= YOUR TASK =
Copy every line of the data in which the word "warn" occurs.

BEGIN AVAILABLE DATA

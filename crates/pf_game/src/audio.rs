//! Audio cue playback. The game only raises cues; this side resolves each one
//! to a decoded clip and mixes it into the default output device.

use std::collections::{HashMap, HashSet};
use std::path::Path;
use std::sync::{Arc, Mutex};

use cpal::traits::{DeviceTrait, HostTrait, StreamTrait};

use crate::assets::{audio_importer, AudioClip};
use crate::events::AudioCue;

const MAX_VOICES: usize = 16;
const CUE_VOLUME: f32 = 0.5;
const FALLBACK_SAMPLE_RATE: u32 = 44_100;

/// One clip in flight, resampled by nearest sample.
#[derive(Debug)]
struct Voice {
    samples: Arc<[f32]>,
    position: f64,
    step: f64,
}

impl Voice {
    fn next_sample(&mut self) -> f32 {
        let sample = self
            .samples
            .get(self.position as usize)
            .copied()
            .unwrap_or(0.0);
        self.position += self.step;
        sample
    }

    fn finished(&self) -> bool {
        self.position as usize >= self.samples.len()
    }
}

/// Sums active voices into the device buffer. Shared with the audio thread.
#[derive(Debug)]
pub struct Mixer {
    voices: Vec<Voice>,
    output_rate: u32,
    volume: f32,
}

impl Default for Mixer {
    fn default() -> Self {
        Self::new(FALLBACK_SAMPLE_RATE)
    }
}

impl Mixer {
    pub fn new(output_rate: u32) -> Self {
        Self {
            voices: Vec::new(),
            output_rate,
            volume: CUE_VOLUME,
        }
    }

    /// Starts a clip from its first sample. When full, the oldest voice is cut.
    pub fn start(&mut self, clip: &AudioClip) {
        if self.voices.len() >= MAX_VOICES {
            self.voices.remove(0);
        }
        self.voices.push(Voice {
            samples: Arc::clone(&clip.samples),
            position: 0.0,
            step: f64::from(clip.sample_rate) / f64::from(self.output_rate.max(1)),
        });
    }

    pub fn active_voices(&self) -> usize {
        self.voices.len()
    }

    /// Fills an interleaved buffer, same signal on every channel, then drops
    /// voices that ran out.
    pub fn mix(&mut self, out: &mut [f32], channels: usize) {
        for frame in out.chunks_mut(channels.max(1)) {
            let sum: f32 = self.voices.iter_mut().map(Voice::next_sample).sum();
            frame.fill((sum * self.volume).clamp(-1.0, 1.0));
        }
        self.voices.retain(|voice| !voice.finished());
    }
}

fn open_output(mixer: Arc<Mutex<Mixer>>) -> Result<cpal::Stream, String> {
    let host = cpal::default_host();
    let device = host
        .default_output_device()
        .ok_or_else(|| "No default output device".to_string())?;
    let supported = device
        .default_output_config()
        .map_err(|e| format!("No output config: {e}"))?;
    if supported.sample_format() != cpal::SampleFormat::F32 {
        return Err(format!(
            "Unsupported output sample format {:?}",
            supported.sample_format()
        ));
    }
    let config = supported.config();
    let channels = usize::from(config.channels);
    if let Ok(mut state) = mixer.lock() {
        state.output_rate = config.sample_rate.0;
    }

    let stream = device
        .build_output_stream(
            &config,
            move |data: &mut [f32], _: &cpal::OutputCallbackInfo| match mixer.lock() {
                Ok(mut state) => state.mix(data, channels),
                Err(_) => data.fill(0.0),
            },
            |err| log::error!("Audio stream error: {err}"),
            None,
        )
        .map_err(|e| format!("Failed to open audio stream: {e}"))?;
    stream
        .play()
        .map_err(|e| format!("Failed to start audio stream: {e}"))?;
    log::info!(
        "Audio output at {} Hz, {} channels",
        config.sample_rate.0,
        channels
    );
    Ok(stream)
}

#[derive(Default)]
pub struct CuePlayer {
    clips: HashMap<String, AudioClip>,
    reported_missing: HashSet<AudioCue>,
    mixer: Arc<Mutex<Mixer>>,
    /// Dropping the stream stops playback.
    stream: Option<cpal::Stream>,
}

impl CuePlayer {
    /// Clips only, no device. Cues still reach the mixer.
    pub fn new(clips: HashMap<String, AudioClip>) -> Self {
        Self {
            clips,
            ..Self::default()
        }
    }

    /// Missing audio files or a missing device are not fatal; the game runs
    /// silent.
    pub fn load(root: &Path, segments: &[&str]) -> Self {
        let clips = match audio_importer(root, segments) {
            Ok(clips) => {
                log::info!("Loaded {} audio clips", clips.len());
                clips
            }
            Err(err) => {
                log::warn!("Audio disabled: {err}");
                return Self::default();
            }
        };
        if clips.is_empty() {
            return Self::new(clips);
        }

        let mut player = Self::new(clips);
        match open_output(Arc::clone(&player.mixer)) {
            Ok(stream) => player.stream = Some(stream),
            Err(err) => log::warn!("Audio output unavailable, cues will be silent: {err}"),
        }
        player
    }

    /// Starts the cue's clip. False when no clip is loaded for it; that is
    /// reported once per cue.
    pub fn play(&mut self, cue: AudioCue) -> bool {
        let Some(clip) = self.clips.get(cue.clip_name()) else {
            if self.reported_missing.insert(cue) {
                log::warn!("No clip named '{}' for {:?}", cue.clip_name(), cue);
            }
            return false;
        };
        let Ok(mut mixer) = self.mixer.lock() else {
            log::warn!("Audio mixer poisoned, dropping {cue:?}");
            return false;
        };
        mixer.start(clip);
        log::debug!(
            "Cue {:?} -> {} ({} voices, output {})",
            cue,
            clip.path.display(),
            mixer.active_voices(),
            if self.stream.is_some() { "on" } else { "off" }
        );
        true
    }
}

END AVAILABLE DATA
BEGIN AVAILABLE DATA

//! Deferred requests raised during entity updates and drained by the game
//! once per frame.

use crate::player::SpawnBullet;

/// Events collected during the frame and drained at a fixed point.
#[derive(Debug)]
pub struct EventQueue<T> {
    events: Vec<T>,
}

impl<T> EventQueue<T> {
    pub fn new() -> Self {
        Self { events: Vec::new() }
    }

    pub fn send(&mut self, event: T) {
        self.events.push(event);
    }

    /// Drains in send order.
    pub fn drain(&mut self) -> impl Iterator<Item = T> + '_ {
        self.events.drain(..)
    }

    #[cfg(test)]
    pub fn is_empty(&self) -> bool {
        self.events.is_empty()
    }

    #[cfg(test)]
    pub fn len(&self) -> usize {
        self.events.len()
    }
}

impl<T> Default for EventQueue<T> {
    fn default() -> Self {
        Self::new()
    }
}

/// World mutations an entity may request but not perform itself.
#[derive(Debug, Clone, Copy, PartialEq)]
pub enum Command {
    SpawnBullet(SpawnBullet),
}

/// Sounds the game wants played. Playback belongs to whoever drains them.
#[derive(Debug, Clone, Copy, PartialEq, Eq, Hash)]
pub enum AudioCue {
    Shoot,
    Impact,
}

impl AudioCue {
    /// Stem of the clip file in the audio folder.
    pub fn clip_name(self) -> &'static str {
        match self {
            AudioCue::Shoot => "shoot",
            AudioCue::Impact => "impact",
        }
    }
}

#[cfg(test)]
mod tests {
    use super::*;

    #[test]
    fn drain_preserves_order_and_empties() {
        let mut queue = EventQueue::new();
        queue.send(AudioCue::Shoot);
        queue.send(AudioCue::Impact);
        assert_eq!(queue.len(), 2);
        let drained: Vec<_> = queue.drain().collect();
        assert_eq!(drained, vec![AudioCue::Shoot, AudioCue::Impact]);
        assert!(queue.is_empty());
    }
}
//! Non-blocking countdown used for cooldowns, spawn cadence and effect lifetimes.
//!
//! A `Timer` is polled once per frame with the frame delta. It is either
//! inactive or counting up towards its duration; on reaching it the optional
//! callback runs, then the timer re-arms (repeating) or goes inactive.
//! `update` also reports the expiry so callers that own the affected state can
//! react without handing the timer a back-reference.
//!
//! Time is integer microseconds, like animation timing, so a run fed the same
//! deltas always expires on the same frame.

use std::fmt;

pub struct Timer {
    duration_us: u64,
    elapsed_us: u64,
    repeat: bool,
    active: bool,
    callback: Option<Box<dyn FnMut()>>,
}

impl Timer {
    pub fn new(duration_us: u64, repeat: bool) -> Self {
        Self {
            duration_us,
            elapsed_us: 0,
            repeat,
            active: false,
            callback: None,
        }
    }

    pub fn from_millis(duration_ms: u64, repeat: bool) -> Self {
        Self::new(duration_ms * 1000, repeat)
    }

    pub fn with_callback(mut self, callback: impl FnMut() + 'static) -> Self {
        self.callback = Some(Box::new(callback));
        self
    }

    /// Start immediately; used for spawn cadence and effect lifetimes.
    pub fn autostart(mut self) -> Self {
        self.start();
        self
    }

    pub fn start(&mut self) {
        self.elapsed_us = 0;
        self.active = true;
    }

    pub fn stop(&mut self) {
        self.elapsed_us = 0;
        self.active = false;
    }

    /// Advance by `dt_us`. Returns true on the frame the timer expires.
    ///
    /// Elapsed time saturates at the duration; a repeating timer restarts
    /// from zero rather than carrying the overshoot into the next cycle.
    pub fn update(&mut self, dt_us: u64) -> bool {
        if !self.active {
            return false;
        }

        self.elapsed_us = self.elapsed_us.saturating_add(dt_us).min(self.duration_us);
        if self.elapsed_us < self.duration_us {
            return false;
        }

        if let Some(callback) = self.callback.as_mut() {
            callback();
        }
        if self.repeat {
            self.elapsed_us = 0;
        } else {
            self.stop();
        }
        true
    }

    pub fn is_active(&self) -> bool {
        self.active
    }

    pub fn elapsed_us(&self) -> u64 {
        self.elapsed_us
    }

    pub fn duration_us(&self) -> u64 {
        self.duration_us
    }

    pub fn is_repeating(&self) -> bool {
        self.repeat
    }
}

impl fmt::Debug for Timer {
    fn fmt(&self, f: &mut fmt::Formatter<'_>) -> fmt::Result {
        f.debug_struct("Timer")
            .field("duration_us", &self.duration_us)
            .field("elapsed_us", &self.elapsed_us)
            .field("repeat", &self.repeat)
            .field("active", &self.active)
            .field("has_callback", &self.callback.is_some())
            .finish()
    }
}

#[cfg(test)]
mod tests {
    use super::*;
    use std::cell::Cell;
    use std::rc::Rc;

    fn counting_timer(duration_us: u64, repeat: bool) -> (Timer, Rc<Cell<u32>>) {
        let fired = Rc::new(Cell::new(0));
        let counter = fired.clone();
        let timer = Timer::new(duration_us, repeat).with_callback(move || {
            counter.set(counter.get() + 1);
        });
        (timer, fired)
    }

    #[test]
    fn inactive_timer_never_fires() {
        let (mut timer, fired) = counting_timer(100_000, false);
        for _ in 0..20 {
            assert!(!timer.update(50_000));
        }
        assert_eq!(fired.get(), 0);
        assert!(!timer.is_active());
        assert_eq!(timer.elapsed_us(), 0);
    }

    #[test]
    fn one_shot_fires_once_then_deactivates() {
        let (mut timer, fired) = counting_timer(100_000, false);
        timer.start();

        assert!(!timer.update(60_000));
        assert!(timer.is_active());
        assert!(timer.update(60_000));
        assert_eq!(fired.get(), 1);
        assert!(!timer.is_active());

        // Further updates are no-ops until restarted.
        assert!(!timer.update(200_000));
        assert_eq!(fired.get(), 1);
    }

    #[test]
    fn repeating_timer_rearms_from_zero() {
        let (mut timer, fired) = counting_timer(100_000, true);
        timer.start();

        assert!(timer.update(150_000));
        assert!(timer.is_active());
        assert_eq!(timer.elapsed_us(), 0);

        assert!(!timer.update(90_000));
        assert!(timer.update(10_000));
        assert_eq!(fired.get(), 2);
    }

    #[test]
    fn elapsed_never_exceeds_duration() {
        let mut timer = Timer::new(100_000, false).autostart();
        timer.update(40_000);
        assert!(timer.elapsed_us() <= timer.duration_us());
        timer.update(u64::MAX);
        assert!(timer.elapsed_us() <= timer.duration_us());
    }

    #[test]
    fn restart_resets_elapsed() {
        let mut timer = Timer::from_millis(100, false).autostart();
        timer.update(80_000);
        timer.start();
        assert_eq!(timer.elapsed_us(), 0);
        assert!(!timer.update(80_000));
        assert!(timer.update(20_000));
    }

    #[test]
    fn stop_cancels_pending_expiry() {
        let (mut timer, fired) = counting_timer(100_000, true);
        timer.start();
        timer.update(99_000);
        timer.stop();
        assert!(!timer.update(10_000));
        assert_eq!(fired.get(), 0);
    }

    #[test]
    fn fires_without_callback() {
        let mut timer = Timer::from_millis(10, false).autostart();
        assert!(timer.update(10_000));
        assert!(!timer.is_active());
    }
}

END AVAILABLE DATA

= SOLUTION TO THIS TASK =
                log::warn!("Audio disabled: {err}");
            Err(err) => log::warn!("Audio output unavailable, cues will be silent: {err}"),
                log::warn!("No clip named '{}' for {:?}", cue.clip_name(), cue);
            log::warn!("Audio mixer poisoned, dropping {cue:?}");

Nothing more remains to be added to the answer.